闘技場から逃げ出した後、しばらく闇の神殿にいた私は闘技場で出会った彼との約束を果たすためにアルタミラに向かっていた。その後は一度プレセアの様子を見に行くつもりだ。もう一回試したら寄生も解けるかもしれないし。
色々とトラブルがあって夜に着くことになってしまったが、アルタミラの宿は一応空いていた。花屋もやっていないので、一晩泊まってから空中庭園に行くことにする。
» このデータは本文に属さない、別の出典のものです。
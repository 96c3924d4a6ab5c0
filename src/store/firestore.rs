// SPDX-License-Identifier: MIT
// Copyright 2026 Roland Dreier <roland@rolandd.dev>

//! Firestore backend with typed operations.
//!
//! Collections:
//! - Users (profile documents, keyed by uid)
//! - Accounts (credential records, keyed by lowercase email)
//! - Trades
//! - Reports

use async_trait::async_trait;

use crate::error::AppError;
use crate::models::{Credential, Report, Trade, User};
use crate::store::{apply_confirmation, collections, ConfirmOutcome, Store};

/// Closes a prefix range over a string field (last code point of the
/// Unicode private-use area).
const PREFIX_RANGE_END: char = '\u{f8ff}';

/// Firestore database client.
#[derive(Clone)]
pub struct FirestoreStore {
    client: Option<firestore::FirestoreDb>,
}

impl FirestoreStore {
    /// Create a new Firestore client.
    ///
    /// For local development with emulator, set FIRESTORE_EMULATOR_HOST.
    pub async fn new(project_id: &str) -> Result<Self, AppError> {
        // If the emulator environment variable is set, use unauthenticated
        // connection to avoid local credential warnings and leakage.
        if std::env::var("FIRESTORE_EMULATOR_HOST").is_ok() {
            return Self::create_emulator_client(project_id).await;
        }

        let client = firestore::FirestoreDb::new(project_id)
            .await
            .map_err(|e| AppError::Database(format!("Failed to connect to Firestore: {}", e)))?;

        tracing::info!(project = project_id, "Connected to Firestore");

        Ok(Self {
            client: Some(client),
        })
    }

    /// Create a Firestore client for the emulator with unauthenticated access.
    async fn create_emulator_client(project_id: &str) -> Result<Self, AppError> {
        tracing::info!("Using unauthenticated connection for Firestore Emulator");

        // ExternalJwtFunctionSource provides a dummy token without needing a
        // custom TokenSource implementation struct.
        let token_source = gcloud_sdk::ExternalJwtFunctionSource::new(|| async {
            Ok(gcloud_sdk::Token {
                token_type: "Bearer".to_string(),
                token: gcloud_sdk::SecretValue::new(
                    "eyJhbGciOiJub25lIn0.eyJ1aWQiOiJ0ZXN0In0."
                        .to_string()
                        .into(),
                ),
                expiry: chrono::Utc::now() + chrono::Duration::hours(1),
            })
        });

        let options = firestore::FirestoreDbOptions::new(project_id.to_string());

        let client = firestore::FirestoreDb::with_options_token_source(
            options,
            gcloud_sdk::GCP_DEFAULT_SCOPES.clone(),
            gcloud_sdk::TokenSourceType::ExternalSource(Box::new(token_source)),
        )
        .await
        .map_err(|e| {
            AppError::Database(format!("Failed to connect to Firestore Emulator: {}", e))
        })?;

        tracing::info!(
            project = project_id,
            "Connected to Firestore (Emulator/Unauthenticated)"
        );

        Ok(Self {
            client: Some(client),
        })
    }

    /// Create a mock Firestore client for testing (offline mode).
    ///
    /// All database operations will return an error if called.
    pub fn new_mock() -> Self {
        Self { client: None }
    }

    /// Helper to get the client or return an error if offline.
    fn get_client(&self) -> Result<&firestore::FirestoreDb, AppError> {
        self.client
            .as_ref()
            .ok_or_else(|| AppError::Database("Database not connected (offline mode)".to_string()))
    }
}

#[async_trait]
impl Store for FirestoreStore {
    // ─── User Operations ─────────────────────────────────────────

    async fn get_user(&self, uid: &str) -> Result<Option<User>, AppError> {
        self.get_client()?
            .fluent()
            .select()
            .by_id_in(collections::USERS)
            .obj()
            .one(uid)
            .await
            .map_err(|e| AppError::Database(e.to_string()))
    }

    async fn find_user_by_email(&self, email: &str) -> Result<Option<User>, AppError> {
        let email = email.to_string();
        let users: Vec<User> = self
            .get_client()?
            .fluent()
            .select()
            .from(collections::USERS)
            .filter(move |q| q.for_all([q.field("email").eq(email.clone())]))
            .limit(1)
            .obj()
            .query()
            .await
            .map_err(|e| AppError::Database(e.to_string()))?;

        Ok(users.into_iter().next())
    }

    async fn upsert_user(&self, user: &User) -> Result<(), AppError> {
        let _: () = self
            .get_client()?
            .fluent()
            .update()
            .in_col(collections::USERS)
            .document_id(&user.uid)
            .object(user)
            .execute()
            .await
            .map_err(|e| AppError::Database(e.to_string()))?;
        Ok(())
    }

    /// Prefix-range match on `username`, the native way to express "starts
    /// with" against a single indexed field.
    async fn search_users(&self, term: &str) -> Result<Vec<User>, AppError> {
        let start = term.to_string();
        let end = format!("{}{}", term, PREFIX_RANGE_END);

        self.get_client()?
            .fluent()
            .select()
            .from(collections::USERS)
            .filter(move |q| {
                q.for_all([
                    q.field("username").greater_than_or_equal(start.clone()),
                    q.field("username").less_than_or_equal(end.clone()),
                ])
            })
            .obj()
            .query()
            .await
            .map_err(|e| AppError::Database(e.to_string()))
    }

    // ─── Credential Operations ───────────────────────────────────

    async fn get_credential(&self, email: &str) -> Result<Option<Credential>, AppError> {
        self.get_client()?
            .fluent()
            .select()
            .by_id_in(collections::ACCOUNTS)
            .obj()
            .one(email)
            .await
            .map_err(|e| AppError::Database(e.to_string()))
    }

    async fn upsert_credential(&self, credential: &Credential) -> Result<(), AppError> {
        let _: () = self
            .get_client()?
            .fluent()
            .update()
            .in_col(collections::ACCOUNTS)
            .document_id(&credential.email)
            .object(credential)
            .execute()
            .await
            .map_err(|e| AppError::Database(e.to_string()))?;
        Ok(())
    }

    // ─── Trade Operations ────────────────────────────────────────

    async fn insert_trade(&self, trade: &Trade) -> Result<(), AppError> {
        let _: () = self
            .get_client()?
            .fluent()
            .update()
            .in_col(collections::TRADES)
            .document_id(&trade.id)
            .object(trade)
            .execute()
            .await
            .map_err(|e| AppError::Database(e.to_string()))?;
        Ok(())
    }

    async fn get_trade(&self, trade_id: &str) -> Result<Option<Trade>, AppError> {
        self.get_client()?
            .fluent()
            .select()
            .by_id_in(collections::TRADES)
            .obj()
            .one(trade_id)
            .await
            .map_err(|e| AppError::Database(e.to_string()))
    }

    async fn trades_for_user(&self, uid: &str) -> Result<Vec<Trade>, AppError> {
        // The backend has no OR filter; query each side concurrently and merge.
        let as_user1 = uid.to_string();
        let as_user2 = uid.to_string();

        let query_user1 = self
            .get_client()?
            .fluent()
            .select()
            .from(collections::TRADES)
            .filter(move |q| q.for_all([q.field("user1").eq(as_user1.clone())]))
            .obj::<Trade>()
            .query();

        let query_user2 = self
            .get_client()?
            .fluent()
            .select()
            .from(collections::TRADES)
            .filter(move |q| q.for_all([q.field("user2").eq(as_user2.clone())]))
            .obj::<Trade>()
            .query();

        let (mut trades, other_side) = futures_util::try_join!(query_user1, query_user2)
            .map_err(|e| AppError::Database(e.to_string()))?;

        trades.extend(other_side);
        trades.sort_by(|a, b| b.created_at.cmp(&a.created_at));

        Ok(trades)
    }

    /// Record a confirmation atomically.
    ///
    /// Uses a Firestore transaction so the flag-set and the completion check
    /// are a single unit: if the other party confirms concurrently, Firestore
    /// retries with fresh data and exactly one caller observes the
    /// pending -> completed transition.
    async fn confirm_trade(&self, trade_id: &str, uid: &str) -> Result<ConfirmOutcome, AppError> {
        let mut transaction = self
            .get_client()?
            .begin_transaction()
            .await
            .map_err(|e| AppError::Database(format!("Failed to begin transaction: {}", e)))?;

        // Read the trade within the transaction; this registers the document
        // for conflict detection.
        let trade: Option<Trade> = self
            .get_client()?
            .fluent()
            .select()
            .by_id_in(collections::TRADES)
            .obj()
            .one(trade_id)
            .await
            .map_err(|e| {
                AppError::Database(format!("Failed to read trade in transaction: {}", e))
            })?;

        let Some(mut trade) = trade else {
            let _ = transaction.rollback().await;
            return Err(AppError::NotFound(format!("trade {}", trade_id)));
        };

        let outcome = apply_confirmation(&mut trade, uid);

        match &outcome {
            ConfirmOutcome::Confirmed | ConfirmOutcome::Completed(_) => {
                self.get_client()?
                    .fluent()
                    .update()
                    .in_col(collections::TRADES)
                    .document_id(&trade.id)
                    .object(&trade)
                    .add_to_transaction(&mut transaction)
                    .map_err(|e| {
                        AppError::Database(format!("Failed to add trade to transaction: {}", e))
                    })?;

                transaction
                    .commit()
                    .await
                    .map_err(|e| AppError::Database(format!("Transaction commit failed: {}", e)))?;
            }
            // Nothing to write; release the registered read.
            ConfirmOutcome::NotParty | ConfirmOutcome::AlreadyCompleted => {
                let _ = transaction.rollback().await;
            }
        }

        Ok(outcome)
    }

    // ─── Report Operations ───────────────────────────────────────

    async fn insert_report(&self, report: &Report) -> Result<(), AppError> {
        let _: () = self
            .get_client()?
            .fluent()
            .update()
            .in_col(collections::REPORTS)
            .document_id(&report.id)
            .object(report)
            .execute()
            .await
            .map_err(|e| AppError::Database(e.to_string()))?;
        Ok(())
    }

    async fn reports_by_reporter(&self, uid: &str) -> Result<Vec<Report>, AppError> {
        let uid = uid.to_string();
        self.get_client()?
            .fluent()
            .select()
            .from(collections::REPORTS)
            .filter(move |q| q.for_all([q.field("reporter_uid").eq(uid.clone())]))
            .order_by([(
                "created_at",
                firestore::FirestoreQueryDirection::Descending,
            )])
            .obj()
            .query()
            .await
            .map_err(|e| AppError::Database(e.to_string()))
    }

    async fn reports_against(&self, uid: &str) -> Result<Vec<Report>, AppError> {
        let uid = uid.to_string();
        self.get_client()?
            .fluent()
            .select()
            .from(collections::REPORTS)
            .filter(move |q| q.for_all([q.field("reported_uid").eq(uid.clone())]))
            .order_by([(
                "created_at",
                firestore::FirestoreQueryDirection::Descending,
            )])
            .obj()
            .query()
            .await
            .map_err(|e| AppError::Database(e.to_string()))
    }
}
「うーん、ていうか庭園ってレザレノ本社にあるやつだよね」
翌朝、ホテルの人にも聞いてみるとアルタミラの空中庭園といえばそこしかないと言われてしまった。けれど入るにはレザレノ社員からの紹介が必要らしい。
「困ったな……」
とりあえずアイリスの花は買ったけど、入れるかどうかはわからない。最悪空から侵入すればいいかなと思いつつモノレールみたいなやつに乗ってレザレノ本社ビルに行ってみる。
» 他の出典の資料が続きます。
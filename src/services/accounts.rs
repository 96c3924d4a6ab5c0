// SPDX-License-Identifier: MIT
// Copyright 2026 Roland Dreier <roland@rolandd.dev>

//! Account and profile service.
//!
//! Registration and login go through the configured [`AuthBackend`]; profile
//! documents live in the store. The current session is broadcast on a watch
//! channel so UI code can react to login/logout.

use std::sync::Arc;

use jsonwebtoken::{decode, encode, Algorithm, DecodingKey, EncodingKey, Header, Validation};
use serde::{Deserialize, Serialize};
use tokio::sync::watch;
use validator::{Validate, ValidationError};

use crate::error::{AppError, Result};
use crate::models::{Session, User};
use crate::services::auth::AuthBackend;
use crate::store::Store;

/// Session token lifetime.
const SESSION_TTL_SECS: usize = 30 * 24 * 60 * 60; // 30 days

/// Registration input, validated before any backend call.
#[derive(Debug, Validate)]
struct RegistrationInput {
    #[validate(
        length(min = 5, message = "email must be at least 5 characters"),
        custom(function = email_contains_at)
    )]
    email: String,
    #[validate(length(min = 6, message = "password must be at least 6 characters"))]
    password: String,
    #[validate(length(min = 3, message = "username must be at least 3 characters"))]
    username: String,
}

fn email_contains_at(email: &str) -> std::result::Result<(), ValidationError> {
    if email.contains('@') {
        return Ok(());
    }
    let mut err = ValidationError::new("email");
    err.message = Some("email must contain '@'".into());
    Err(err)
}

/// First violated rule, for the error message.
fn first_violation(errors: &validator::ValidationErrors) -> String {
    errors
        .field_errors()
        .values()
        .flat_map(|field| field.iter())
        .next()
        .map(|err| match &err.message {
            Some(message) => message.to_string(),
            None => err.code.to_string(),
        })
        .unwrap_or_else(|| "invalid input".to_string())
}

/// Profile fields a user may change.
#[derive(Debug, Clone, Default)]
pub struct ProfileUpdate {
    pub username: Option<String>,
}

/// Accounts, profiles and sessions.
pub struct AccountService {
    store: Arc<dyn Store>,
    auth: Arc<dyn AuthBackend>,
    signing_key: Vec<u8>,
    session_tx: watch::Sender<Option<Session>>,
}

impl AccountService {
    pub fn new(store: Arc<dyn Store>, auth: Arc<dyn AuthBackend>, signing_key: Vec<u8>) -> Self {
        let (session_tx, _) = watch::channel(None);
        Self {
            store,
            auth,
            signing_key,
            session_tx,
        }
    }

    /// Register a new user and return the uid.
    ///
    /// Email is normalized to lowercase, username is trimmed. Fails with a
    /// validation error naming the violated rule.
    pub async fn register(&self, email: &str, password: &str, username: &str) -> Result<String> {
        let input = RegistrationInput {
            email: email.trim().to_lowercase(),
            password: password.to_string(),
            username: username.trim().to_string(),
        };
        input
            .validate()
            .map_err(|e| AppError::Validation(first_violation(&e)))?;

        // Case-insensitive uniqueness: everything stored is lowercase.
        if self.store.find_user_by_email(&input.email).await?.is_some() {
            return Err(AppError::Validation("email already registered".to_string()));
        }

        let uid = self
            .auth
            .create_account(&input.email, &input.password)
            .await?;

        let now = chrono::Utc::now().to_rfc3339();
        let user = User::new(uid.clone(), input.email, input.username, &now);
        self.store.upsert_user(&user).await?;

        tracing::info!(uid = %uid, "User registered");
        Ok(uid)
    }

    /// Sign in and establish the current session.
    pub async fn login(&self, email: &str, password: &str) -> Result<Session> {
        let email = email.trim().to_lowercase();
        let uid = self.auth.sign_in(&email, password).await?;

        let mut user = self
            .store
            .get_user(&uid)
            .await?
            .ok_or_else(|| AppError::NotFound(format!("user {}", uid)))?;

        let now = chrono::Utc::now().to_rfc3339();
        user.last_active = now.clone();
        self.store.upsert_user(&user).await?;

        let session = Session {
            uid: user.uid,
            email: user.email,
            username: user.username,
            token: create_session_token(&uid, &self.signing_key)?,
            login_time: now,
        };

        self.session_tx.send_replace(Some(session.clone()));
        tracing::info!(uid = %session.uid, "User logged in");

        Ok(session)
    }

    /// Clear the current session.
    pub fn logout(&self) {
        self.session_tx.send_replace(None);
        tracing::info!("User logged out");
    }

    /// Watch the current session; yields on every login/logout.
    pub fn session_changes(&self) -> watch::Receiver<Option<Session>> {
        self.session_tx.subscribe()
    }

    pub fn current_session(&self) -> Option<Session> {
        self.session_tx.borrow().clone()
    }

    pub async fn get_user(&self, uid: &str) -> Result<Option<User>> {
        self.store.get_user(uid).await
    }

    /// Apply a profile update and refresh `last_active`.
    pub async fn update_profile(&self, uid: &str, update: ProfileUpdate) -> Result<User> {
        let mut user = self
            .store
            .get_user(uid)
            .await?
            .ok_or_else(|| AppError::NotFound(format!("user {}", uid)))?;

        if let Some(username) = update.username {
            let username = username.trim().to_string();
            if username.len() < 3 {
                return Err(AppError::Validation(
                    "username must be at least 3 characters".to_string(),
                ));
            }
            user.username = username;
        }

        user.last_active = chrono::Utc::now().to_rfc3339();
        self.store.upsert_user(&user).await?;

        Ok(user)
    }

    /// Search profiles by username. Never fails: backend errors are logged
    /// and map to an empty list.
    pub async fn search_by_username(&self, term: &str) -> Vec<User> {
        match self.store.search_users(term.trim()).await {
            Ok(users) => users,
            Err(err) => {
                tracing::warn!(error = %err, "User search failed");
                Vec::new()
            }
        }
    }
}

/// JWT claims for session tokens.
#[derive(Debug, Serialize, Deserialize)]
pub struct Claims {
    /// Subject (uid)
    pub sub: String,
    /// Expiration time (Unix timestamp)
    pub exp: usize,
    /// Issued at (Unix timestamp)
    pub iat: usize,
}

/// Create a signed session token for a user.
fn create_session_token(uid: &str, signing_key: &[u8]) -> Result<String> {
    use std::time::{SystemTime, UNIX_EPOCH};

    let now = SystemTime::now()
        .duration_since(UNIX_EPOCH)
        .map_err(|e| AppError::Internal(anyhow::anyhow!(e)))?
        .as_secs() as usize;

    let claims = Claims {
        sub: uid.to_string(),
        iat: now,
        exp: now + SESSION_TTL_SECS,
    };

    encode(
        &Header::new(Algorithm::HS256),
        &claims,
        &EncodingKey::from_secret(signing_key),
    )
    .map_err(|e| AppError::Internal(anyhow::anyhow!(e)))
}

/// Verify a session token and return the uid it was issued for.
pub fn verify_session_token(token: &str, signing_key: &[u8]) -> Result<String> {
    let key = DecodingKey::from_secret(signing_key);
    let validation = Validation::new(Algorithm::HS256);

    let token_data =
        decode::<Claims>(token, &key, &validation).map_err(|_| AppError::InvalidSession)?;

    Ok(token_data.claims.sub)
}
ビルはやっぱりファンタジー世界の中ではオーバーテクノロジーっぽくて不思議な光景だ。そういやここの会社の人ってちゃんとスーツみたいな制服着てるし、お金が余ってるんだなあという感想を抱きながら受付に向かう。
「すみません、空中庭園に行きたいのですが」
「社員証、もしくは紹介状をお持ちですか?」
「いえ。……ないと入れないですよね」
「申し訳ありませんが……」
やっぱりダメか。がっくりと肩を落としたところで受付嬢が私の手元を見て瞬いた。
「アイリスの花……?少々お待ちください」
「はい?」
なんだろう。受付嬢が慌ただしくどこかへ行ってしまったのでひとまず言われた通りに待つことにする。……もしかして、話通ってる?ということは、あの闘技場の牢で会った人は――
「待たせたようだな。申し訳ない」
低い声がかけられる。驚きのあまりアイリスの花を取り落としそうになったのをなんとか抱えて、私はこれでもかというほど目を丸くしてその人を見た。
「空中庭園に案内しよう」
「は、はい……」
いや嘘でしょ。なぜか手枷をつけたままで微笑むその人はどう見てもあの牢に入っていた張本人だった。
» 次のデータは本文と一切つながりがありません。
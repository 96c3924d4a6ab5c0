// SPDX-License-Identifier: MIT
// Copyright 2026 Roland Dreier <roland@rolandd.dev>

//! Application error types shared by stores and services.

/// Application error type.
#[derive(Debug, thiserror::Error)]
pub enum AppError {
    #[error("Validation failed: {0}")]
    Validation(String),

    #[error("Email not found")]
    EmailNotFound,

    #[error("Incorrect password")]
    IncorrectPassword,

    #[error("Invalid or expired session")]
    InvalidSession,

    #[error("Resource not found: {0}")]
    NotFound(String),

    #[error("Identity provider error: {0}")]
    Identity(String),

    #[error("Database error: {0}")]
    Database(String),

    #[error("Internal error: {0}")]
    Internal(#[from] anyhow::Error),
}

/// Result type alias for the crate.
pub type Result<T> = std::result::Result<T, AppError>;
謎が深まるが、彼に案内されるままにエレベーターに乗り込む。空中庭園に着くまではお互い無言で、ひらけた空間に出た瞬間無意識に息を吐いていた。
「約束を守ってもらえて感謝する」
「いえ、まあ……その、予想外でしたが」
「私はリーガル。レザレノ・カンパニーの会長だ」
会長!?えっ、会長って言った?ってことはこの人は貴族なのか。通りで気品があると思った。なぜ牢にいたのか、そして今出てきてるのかは相変わらず謎だけど。
「私はレティシアといいます」
「……レティシア。少し付き合ってもらえるか」
「ええ。そのために来ましたから」
コツコツと石畳を歩いて一番奥まで進むとそこにあったのはどうやら墓のようだった。なるほど、この花は墓前に添えるためのものだったらしい。私が花束を渡すとリーガルはゆっくりと膝を折った。
「それは、エクスフィアですね」
「ああ」
墓に埋め込まれている石には見覚えがあった。刻まれた名前は――アリシア・コンバティール。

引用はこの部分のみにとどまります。